▶ MATERIAL FOR THIS TASK:
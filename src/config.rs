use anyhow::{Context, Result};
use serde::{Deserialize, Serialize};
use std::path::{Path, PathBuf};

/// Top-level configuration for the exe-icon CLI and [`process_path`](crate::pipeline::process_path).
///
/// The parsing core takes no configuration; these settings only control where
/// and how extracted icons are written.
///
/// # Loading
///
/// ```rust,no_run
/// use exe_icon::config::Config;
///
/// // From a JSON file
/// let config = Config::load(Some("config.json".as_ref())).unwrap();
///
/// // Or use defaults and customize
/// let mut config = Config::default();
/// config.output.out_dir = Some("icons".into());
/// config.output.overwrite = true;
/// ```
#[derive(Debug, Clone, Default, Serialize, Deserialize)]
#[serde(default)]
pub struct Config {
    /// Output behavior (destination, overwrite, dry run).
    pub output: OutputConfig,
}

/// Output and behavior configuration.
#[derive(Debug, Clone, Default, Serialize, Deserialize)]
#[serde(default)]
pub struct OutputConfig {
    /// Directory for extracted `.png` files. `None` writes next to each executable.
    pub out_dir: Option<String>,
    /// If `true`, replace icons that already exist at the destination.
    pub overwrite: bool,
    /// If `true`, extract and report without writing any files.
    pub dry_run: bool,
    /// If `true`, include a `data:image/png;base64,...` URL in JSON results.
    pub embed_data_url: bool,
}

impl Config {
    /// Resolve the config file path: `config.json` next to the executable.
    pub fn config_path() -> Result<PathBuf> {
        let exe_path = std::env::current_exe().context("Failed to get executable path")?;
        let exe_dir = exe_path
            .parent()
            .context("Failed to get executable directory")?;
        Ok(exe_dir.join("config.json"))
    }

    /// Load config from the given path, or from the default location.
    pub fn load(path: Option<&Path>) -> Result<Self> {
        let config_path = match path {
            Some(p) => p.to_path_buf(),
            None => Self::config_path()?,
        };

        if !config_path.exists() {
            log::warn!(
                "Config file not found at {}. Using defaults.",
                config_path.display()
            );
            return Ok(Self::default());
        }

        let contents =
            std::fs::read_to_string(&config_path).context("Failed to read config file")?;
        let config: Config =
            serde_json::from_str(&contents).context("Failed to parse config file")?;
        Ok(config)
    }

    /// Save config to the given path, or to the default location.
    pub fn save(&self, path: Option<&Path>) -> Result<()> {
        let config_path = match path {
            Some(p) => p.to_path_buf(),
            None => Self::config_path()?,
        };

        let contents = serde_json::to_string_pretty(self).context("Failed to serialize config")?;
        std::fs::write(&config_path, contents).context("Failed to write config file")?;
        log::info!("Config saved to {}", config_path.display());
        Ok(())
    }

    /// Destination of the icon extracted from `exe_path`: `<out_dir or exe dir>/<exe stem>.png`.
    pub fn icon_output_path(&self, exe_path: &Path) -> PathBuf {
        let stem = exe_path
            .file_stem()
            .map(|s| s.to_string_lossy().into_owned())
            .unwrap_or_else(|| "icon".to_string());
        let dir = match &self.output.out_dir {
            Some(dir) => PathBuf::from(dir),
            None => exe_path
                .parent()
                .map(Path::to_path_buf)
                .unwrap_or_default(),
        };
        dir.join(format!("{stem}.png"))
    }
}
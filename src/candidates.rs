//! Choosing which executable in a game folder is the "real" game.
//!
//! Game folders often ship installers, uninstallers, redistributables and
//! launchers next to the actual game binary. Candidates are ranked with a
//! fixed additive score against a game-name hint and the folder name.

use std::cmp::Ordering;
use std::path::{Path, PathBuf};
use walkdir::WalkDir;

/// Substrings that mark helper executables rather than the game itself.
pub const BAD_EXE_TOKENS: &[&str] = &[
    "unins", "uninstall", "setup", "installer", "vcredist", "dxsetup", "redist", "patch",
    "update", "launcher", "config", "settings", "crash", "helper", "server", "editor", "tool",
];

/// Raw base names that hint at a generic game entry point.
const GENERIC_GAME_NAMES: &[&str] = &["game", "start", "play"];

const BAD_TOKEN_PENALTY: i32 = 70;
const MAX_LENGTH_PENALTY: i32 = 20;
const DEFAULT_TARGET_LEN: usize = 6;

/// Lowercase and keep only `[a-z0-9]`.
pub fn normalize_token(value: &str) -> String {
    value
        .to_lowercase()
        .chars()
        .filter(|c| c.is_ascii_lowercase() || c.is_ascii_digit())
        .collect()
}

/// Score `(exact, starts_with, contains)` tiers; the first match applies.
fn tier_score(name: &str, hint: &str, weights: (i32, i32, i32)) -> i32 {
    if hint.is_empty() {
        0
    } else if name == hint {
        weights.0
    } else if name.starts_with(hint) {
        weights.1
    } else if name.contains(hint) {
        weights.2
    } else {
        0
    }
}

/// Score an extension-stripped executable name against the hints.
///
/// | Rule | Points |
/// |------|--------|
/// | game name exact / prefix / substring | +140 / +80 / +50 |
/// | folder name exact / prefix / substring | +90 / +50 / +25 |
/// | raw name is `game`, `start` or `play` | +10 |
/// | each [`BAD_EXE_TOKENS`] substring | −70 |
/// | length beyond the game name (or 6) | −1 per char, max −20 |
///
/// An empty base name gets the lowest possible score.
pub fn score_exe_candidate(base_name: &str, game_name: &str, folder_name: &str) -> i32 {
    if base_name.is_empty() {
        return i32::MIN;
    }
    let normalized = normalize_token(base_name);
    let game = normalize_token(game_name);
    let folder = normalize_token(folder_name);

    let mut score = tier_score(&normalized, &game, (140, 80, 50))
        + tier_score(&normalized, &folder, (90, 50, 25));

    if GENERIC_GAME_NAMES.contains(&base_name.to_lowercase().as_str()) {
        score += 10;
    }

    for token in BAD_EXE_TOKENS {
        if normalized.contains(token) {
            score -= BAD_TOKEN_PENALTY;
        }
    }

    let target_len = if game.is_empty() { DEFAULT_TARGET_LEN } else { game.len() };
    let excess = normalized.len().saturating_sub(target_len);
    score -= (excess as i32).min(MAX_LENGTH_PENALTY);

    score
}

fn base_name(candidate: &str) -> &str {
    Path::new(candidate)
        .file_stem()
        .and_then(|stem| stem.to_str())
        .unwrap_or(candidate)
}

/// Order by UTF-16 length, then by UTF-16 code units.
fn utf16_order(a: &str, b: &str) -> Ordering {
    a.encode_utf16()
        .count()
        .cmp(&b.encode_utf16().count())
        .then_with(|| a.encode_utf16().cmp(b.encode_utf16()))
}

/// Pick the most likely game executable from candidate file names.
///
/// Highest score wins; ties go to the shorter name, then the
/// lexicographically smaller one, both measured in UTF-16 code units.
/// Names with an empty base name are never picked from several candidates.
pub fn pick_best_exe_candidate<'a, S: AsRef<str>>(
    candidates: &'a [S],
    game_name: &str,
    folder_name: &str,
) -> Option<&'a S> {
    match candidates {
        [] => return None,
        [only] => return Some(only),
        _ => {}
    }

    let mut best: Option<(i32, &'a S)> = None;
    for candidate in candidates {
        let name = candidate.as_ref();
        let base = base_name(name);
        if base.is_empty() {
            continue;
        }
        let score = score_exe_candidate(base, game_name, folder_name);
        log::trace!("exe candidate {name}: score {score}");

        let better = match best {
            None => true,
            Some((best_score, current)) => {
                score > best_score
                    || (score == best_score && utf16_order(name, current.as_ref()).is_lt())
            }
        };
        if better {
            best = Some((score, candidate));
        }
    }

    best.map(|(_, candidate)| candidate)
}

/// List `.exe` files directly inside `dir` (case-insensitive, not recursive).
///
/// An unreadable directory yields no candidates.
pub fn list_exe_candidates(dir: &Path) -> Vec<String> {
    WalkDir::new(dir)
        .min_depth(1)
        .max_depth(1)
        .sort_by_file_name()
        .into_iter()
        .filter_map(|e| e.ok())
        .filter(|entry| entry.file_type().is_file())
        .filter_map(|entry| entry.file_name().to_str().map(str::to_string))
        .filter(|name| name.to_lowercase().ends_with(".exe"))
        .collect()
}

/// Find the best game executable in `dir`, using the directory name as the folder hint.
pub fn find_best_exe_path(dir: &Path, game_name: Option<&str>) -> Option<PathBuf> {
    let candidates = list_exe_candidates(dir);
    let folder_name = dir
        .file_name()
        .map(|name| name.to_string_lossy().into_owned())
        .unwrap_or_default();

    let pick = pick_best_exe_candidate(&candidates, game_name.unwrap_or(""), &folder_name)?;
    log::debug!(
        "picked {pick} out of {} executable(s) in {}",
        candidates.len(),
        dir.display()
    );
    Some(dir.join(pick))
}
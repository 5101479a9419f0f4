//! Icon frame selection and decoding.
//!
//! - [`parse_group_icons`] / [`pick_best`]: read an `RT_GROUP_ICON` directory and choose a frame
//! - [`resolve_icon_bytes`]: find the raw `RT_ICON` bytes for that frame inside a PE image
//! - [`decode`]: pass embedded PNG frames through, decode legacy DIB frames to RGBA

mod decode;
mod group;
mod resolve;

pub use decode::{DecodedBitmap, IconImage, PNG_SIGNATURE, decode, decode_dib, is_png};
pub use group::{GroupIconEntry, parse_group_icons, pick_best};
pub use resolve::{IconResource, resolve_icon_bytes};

▶ TASK STATEMENT: Which lines above include "that"? Show each of them by copying it.

▶ RESULT FOR THIS EXERCISE:
    /// If `true`, replace icons that already exist at the destination.
/// Substrings that mark helper executables rather than the game itself.
/// Raw base names that hint at a generic game entry point.
//! - [`resolve_icon_bytes`]: find the raw `RT_ICON` bytes for that frame inside a PE image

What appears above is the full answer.